◆ Records to process
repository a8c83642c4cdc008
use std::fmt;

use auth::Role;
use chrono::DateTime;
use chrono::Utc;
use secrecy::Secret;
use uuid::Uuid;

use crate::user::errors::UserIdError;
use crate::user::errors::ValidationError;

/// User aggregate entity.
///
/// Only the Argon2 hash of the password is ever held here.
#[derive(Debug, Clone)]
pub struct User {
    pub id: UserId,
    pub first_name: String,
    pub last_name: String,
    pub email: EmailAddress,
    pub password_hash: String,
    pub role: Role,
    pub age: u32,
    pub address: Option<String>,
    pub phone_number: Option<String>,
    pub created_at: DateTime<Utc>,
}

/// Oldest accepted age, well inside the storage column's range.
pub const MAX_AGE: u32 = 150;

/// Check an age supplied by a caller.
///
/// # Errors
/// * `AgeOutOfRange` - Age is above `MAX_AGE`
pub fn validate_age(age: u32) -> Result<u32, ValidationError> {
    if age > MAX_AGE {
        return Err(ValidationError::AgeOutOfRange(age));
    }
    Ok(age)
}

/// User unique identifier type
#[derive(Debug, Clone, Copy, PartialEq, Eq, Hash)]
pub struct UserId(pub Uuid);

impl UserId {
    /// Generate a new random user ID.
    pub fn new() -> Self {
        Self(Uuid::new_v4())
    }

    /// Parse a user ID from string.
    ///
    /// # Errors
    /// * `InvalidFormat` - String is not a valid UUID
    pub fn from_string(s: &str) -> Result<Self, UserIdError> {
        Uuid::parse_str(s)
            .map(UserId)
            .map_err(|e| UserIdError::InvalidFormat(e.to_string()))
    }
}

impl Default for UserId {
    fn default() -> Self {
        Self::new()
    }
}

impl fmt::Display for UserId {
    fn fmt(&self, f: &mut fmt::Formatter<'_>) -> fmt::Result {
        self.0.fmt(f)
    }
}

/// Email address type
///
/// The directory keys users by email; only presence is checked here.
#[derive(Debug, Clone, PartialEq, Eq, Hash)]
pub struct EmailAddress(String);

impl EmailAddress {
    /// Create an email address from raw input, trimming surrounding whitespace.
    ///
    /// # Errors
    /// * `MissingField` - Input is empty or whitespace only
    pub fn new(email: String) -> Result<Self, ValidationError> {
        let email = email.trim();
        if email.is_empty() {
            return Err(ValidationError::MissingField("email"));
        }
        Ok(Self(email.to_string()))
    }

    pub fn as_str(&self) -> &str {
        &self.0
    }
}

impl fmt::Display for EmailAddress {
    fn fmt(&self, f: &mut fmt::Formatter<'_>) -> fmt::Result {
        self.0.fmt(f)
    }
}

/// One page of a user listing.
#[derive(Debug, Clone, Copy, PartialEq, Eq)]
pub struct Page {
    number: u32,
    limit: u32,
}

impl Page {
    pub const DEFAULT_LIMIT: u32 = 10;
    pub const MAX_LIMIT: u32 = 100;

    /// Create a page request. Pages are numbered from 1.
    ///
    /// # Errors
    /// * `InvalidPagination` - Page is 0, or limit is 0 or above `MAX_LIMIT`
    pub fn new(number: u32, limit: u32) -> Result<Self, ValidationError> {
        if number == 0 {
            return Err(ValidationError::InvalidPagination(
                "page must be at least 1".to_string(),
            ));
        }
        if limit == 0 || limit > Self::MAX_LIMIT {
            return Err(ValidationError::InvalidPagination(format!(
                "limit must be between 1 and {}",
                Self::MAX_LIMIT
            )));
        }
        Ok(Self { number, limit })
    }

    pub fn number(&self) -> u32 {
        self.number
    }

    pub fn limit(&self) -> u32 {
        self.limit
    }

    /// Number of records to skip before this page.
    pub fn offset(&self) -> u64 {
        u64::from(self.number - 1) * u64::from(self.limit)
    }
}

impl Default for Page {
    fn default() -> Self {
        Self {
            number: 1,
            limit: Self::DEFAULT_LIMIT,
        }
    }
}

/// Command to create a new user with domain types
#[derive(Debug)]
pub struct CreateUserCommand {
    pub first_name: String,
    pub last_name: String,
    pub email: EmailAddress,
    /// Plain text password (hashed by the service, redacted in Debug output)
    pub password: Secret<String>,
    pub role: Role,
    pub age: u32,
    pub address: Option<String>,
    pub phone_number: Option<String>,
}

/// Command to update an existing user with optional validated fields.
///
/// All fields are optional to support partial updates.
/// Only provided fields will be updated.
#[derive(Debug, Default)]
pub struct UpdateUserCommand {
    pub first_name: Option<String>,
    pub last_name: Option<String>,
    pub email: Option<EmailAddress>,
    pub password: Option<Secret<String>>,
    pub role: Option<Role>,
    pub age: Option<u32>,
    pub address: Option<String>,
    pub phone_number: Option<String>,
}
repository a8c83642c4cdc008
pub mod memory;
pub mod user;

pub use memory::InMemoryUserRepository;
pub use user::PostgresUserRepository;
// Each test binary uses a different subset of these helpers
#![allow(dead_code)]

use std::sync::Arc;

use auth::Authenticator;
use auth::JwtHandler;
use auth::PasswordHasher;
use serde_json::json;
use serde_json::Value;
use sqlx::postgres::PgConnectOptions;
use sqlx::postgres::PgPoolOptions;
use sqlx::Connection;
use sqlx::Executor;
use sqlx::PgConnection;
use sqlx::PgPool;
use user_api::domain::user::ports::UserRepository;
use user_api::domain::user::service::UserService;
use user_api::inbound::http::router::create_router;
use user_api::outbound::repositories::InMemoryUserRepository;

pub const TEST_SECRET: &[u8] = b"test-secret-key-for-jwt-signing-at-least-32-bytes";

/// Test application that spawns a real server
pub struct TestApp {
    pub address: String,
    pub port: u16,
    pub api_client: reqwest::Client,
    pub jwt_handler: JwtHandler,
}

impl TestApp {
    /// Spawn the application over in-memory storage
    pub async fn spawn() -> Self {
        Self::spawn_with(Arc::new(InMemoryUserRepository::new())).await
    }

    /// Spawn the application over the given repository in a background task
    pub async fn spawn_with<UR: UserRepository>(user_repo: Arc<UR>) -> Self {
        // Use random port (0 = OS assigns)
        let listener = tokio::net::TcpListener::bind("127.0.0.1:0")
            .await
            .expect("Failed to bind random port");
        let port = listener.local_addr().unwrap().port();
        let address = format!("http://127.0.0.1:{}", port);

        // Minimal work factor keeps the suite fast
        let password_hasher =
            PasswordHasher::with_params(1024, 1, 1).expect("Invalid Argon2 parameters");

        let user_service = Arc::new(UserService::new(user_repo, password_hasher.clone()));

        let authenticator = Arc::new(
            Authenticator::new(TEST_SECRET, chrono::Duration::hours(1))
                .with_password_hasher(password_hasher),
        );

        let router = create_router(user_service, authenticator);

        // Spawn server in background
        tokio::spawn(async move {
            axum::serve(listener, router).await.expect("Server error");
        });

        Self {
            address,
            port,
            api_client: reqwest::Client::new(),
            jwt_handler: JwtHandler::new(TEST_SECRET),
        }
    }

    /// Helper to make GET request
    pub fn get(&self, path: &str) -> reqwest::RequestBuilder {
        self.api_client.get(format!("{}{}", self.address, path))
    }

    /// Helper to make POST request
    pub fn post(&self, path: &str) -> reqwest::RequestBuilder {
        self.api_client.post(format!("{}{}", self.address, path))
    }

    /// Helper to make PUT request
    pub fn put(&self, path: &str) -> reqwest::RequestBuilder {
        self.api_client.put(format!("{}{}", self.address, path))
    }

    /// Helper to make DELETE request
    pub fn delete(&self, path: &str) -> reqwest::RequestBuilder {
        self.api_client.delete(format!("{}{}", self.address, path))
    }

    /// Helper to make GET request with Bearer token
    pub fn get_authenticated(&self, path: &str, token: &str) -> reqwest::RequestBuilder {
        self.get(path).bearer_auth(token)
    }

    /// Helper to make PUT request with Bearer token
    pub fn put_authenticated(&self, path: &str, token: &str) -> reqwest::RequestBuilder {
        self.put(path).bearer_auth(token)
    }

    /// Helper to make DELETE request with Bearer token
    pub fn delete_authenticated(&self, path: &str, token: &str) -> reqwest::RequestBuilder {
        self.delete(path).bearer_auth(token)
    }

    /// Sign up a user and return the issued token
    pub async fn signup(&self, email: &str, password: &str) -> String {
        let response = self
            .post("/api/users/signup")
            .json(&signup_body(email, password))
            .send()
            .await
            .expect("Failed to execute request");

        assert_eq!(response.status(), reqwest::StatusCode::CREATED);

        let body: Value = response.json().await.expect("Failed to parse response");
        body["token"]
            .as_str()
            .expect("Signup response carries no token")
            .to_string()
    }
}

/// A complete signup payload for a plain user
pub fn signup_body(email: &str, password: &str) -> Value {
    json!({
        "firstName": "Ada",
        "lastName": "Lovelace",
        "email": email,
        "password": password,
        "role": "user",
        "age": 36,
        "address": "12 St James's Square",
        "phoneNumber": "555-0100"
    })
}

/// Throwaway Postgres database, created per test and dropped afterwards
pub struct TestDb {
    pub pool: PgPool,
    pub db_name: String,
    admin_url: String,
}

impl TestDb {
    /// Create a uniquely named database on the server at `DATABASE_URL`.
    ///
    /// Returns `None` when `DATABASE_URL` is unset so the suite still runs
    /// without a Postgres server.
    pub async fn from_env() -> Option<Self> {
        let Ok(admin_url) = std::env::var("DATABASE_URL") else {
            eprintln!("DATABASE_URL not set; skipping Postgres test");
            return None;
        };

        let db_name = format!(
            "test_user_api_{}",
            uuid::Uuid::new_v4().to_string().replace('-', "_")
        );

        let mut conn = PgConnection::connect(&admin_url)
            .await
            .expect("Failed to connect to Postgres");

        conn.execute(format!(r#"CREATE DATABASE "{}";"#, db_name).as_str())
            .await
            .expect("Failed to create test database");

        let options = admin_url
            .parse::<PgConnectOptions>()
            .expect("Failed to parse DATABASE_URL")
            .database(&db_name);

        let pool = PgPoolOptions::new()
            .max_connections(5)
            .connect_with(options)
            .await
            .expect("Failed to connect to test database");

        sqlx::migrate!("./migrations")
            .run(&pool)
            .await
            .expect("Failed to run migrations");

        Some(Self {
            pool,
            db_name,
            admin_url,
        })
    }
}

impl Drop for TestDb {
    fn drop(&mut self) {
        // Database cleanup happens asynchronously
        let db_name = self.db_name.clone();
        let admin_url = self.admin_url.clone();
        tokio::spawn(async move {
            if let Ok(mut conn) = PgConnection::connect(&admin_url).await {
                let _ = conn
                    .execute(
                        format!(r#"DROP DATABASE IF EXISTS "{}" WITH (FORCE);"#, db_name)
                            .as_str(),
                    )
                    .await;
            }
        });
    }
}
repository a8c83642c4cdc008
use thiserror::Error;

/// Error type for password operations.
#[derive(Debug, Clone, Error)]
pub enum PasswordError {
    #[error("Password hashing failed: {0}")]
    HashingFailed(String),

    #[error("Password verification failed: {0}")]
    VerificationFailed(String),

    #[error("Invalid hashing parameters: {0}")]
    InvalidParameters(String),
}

...

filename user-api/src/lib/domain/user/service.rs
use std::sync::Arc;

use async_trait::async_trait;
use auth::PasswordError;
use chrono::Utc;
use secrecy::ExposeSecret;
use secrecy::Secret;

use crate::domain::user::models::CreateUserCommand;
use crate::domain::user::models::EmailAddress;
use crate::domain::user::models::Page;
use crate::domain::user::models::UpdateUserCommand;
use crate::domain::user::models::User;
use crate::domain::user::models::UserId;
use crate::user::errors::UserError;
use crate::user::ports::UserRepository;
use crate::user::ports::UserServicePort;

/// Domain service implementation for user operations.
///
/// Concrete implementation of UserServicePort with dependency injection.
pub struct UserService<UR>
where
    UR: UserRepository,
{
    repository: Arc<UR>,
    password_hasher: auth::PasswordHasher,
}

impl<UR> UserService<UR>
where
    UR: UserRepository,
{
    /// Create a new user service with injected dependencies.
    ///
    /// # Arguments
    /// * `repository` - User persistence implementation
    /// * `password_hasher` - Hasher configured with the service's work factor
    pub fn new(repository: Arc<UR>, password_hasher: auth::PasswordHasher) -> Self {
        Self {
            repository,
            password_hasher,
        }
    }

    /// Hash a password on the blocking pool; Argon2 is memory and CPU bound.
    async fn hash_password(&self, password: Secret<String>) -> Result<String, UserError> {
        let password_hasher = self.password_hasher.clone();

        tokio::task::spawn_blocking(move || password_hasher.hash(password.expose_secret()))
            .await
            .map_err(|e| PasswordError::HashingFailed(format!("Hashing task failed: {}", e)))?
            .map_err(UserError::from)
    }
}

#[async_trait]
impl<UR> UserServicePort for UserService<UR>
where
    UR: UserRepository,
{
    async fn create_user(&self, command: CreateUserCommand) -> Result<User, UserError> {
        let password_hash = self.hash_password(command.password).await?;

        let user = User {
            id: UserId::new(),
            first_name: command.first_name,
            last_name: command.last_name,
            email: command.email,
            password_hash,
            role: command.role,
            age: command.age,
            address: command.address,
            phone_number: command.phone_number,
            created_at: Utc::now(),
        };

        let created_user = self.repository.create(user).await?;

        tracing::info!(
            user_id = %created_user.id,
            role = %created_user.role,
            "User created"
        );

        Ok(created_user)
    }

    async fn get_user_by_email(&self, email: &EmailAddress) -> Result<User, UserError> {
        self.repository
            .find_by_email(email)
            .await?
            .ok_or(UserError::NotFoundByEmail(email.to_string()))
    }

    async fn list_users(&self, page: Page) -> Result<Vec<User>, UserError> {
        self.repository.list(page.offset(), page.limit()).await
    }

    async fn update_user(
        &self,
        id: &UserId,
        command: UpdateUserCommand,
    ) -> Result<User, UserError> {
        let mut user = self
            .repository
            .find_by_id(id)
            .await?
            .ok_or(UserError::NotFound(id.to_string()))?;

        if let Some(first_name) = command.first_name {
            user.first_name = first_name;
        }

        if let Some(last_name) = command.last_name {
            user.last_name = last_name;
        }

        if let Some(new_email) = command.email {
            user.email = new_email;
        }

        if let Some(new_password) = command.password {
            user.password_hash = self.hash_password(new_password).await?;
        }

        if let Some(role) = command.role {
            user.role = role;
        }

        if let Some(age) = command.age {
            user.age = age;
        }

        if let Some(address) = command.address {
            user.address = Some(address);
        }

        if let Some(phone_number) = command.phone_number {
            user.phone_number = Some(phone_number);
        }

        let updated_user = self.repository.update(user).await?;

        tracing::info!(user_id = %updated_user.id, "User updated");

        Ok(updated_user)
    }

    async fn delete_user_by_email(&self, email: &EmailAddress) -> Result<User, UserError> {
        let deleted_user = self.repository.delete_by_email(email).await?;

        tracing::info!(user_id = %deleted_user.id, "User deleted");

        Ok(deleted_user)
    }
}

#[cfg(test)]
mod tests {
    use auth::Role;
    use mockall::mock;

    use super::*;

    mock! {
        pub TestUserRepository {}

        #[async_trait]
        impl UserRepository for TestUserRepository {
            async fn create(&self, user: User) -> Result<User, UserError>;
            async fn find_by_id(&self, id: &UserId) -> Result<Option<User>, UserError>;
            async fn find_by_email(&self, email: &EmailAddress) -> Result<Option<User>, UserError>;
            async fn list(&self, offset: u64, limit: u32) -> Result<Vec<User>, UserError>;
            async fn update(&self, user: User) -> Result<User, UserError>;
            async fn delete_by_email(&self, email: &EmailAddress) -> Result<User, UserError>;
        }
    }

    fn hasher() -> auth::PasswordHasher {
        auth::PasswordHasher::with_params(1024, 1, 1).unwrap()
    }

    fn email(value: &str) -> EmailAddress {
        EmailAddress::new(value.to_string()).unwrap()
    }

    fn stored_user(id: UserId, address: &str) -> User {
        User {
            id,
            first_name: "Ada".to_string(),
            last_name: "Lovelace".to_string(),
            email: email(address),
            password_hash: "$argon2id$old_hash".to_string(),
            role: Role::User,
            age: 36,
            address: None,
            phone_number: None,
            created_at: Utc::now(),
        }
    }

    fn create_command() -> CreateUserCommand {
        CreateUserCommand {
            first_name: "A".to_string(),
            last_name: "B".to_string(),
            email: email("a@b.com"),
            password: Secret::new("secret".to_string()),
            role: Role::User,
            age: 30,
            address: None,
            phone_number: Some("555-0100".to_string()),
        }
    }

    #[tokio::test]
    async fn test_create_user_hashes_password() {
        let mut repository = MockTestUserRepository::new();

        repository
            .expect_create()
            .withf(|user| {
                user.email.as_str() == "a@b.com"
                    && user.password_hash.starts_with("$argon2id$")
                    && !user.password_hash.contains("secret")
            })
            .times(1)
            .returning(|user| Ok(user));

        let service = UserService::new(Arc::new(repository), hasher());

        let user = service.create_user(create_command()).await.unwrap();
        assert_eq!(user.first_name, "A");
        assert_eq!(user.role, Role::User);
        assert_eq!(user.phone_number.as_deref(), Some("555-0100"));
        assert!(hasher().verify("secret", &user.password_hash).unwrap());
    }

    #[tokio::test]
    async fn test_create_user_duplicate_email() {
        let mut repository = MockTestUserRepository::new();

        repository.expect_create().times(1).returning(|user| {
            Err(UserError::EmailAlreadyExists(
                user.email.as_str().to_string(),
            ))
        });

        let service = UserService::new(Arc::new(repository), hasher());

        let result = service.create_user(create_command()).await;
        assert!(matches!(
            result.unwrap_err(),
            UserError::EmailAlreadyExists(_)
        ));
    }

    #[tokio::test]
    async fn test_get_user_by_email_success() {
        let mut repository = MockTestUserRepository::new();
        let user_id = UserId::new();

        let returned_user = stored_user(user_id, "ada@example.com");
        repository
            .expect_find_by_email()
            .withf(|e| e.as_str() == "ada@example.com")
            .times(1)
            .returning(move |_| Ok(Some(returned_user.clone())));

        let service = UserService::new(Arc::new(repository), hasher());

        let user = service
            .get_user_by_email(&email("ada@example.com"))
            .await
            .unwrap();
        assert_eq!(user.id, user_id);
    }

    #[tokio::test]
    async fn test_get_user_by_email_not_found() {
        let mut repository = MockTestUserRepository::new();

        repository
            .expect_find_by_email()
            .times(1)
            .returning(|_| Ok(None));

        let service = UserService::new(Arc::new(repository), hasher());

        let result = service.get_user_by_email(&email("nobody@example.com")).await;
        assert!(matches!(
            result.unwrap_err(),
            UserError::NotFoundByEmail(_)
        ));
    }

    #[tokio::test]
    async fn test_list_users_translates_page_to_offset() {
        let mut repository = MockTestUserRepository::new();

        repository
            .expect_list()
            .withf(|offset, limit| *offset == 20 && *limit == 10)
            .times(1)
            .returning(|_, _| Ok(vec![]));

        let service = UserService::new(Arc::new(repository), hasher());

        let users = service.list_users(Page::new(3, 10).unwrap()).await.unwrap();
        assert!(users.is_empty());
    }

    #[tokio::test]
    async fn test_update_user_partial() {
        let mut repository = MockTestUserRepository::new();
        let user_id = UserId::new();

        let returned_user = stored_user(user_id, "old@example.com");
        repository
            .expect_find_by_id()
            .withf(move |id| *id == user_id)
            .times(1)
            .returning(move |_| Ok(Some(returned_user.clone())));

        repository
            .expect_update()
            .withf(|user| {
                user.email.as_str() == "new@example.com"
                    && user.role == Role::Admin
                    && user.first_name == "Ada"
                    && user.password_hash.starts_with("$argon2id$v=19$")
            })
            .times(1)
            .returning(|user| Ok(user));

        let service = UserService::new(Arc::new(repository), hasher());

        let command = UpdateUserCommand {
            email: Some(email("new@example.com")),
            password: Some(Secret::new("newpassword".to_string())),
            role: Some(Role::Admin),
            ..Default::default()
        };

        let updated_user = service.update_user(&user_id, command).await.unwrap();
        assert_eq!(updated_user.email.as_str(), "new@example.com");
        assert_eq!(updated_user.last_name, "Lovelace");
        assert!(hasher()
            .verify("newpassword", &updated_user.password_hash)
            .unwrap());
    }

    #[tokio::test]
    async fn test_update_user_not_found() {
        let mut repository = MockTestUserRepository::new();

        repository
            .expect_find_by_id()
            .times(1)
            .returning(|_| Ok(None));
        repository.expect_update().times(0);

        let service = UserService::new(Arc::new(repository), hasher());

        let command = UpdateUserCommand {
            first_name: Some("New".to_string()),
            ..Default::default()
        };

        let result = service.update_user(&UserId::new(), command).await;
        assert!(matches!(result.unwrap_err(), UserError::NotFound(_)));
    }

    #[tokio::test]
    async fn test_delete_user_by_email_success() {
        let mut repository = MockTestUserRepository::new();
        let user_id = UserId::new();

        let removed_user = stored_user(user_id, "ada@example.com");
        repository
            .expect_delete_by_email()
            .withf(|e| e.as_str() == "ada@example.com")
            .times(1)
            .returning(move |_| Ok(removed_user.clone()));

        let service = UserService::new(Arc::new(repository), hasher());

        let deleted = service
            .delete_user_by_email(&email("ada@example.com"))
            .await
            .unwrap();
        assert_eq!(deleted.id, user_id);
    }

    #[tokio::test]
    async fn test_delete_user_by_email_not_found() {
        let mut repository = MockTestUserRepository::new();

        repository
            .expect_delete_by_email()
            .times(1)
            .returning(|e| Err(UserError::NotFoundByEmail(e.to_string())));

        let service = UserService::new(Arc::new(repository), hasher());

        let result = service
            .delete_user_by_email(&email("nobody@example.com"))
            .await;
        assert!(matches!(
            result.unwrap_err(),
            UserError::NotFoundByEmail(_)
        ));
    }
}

---

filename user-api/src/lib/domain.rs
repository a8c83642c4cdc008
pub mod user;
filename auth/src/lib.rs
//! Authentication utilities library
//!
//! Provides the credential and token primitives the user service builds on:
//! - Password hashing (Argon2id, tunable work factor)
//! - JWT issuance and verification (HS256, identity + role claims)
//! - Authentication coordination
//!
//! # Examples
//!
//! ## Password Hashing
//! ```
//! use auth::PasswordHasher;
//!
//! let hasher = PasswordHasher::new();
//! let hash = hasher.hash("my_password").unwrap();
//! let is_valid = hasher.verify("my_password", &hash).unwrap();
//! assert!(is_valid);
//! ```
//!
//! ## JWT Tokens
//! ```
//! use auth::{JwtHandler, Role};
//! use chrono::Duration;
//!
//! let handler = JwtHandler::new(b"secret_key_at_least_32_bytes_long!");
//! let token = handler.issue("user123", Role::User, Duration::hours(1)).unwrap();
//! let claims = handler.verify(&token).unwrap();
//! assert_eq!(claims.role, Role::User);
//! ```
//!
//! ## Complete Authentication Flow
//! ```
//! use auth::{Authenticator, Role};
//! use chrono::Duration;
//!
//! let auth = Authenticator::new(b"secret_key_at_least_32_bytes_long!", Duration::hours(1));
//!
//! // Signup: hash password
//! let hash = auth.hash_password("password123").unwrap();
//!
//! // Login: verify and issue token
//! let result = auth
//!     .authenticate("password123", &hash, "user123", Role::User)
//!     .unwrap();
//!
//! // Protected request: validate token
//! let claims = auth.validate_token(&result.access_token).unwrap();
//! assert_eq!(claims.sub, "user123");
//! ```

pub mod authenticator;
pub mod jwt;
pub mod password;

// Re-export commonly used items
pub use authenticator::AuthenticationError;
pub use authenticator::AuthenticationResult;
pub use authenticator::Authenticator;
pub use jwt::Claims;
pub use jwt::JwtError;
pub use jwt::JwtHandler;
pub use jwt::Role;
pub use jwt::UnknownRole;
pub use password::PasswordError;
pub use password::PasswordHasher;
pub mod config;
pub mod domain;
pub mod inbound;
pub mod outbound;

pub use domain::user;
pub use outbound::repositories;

◆ Your goal
Copy out, from the material above, each line where the word "http" is present.

◆ Your response
use user_api::inbound::http::router::create_router;
        let address = format!("http://127.0.0.1:{}", port);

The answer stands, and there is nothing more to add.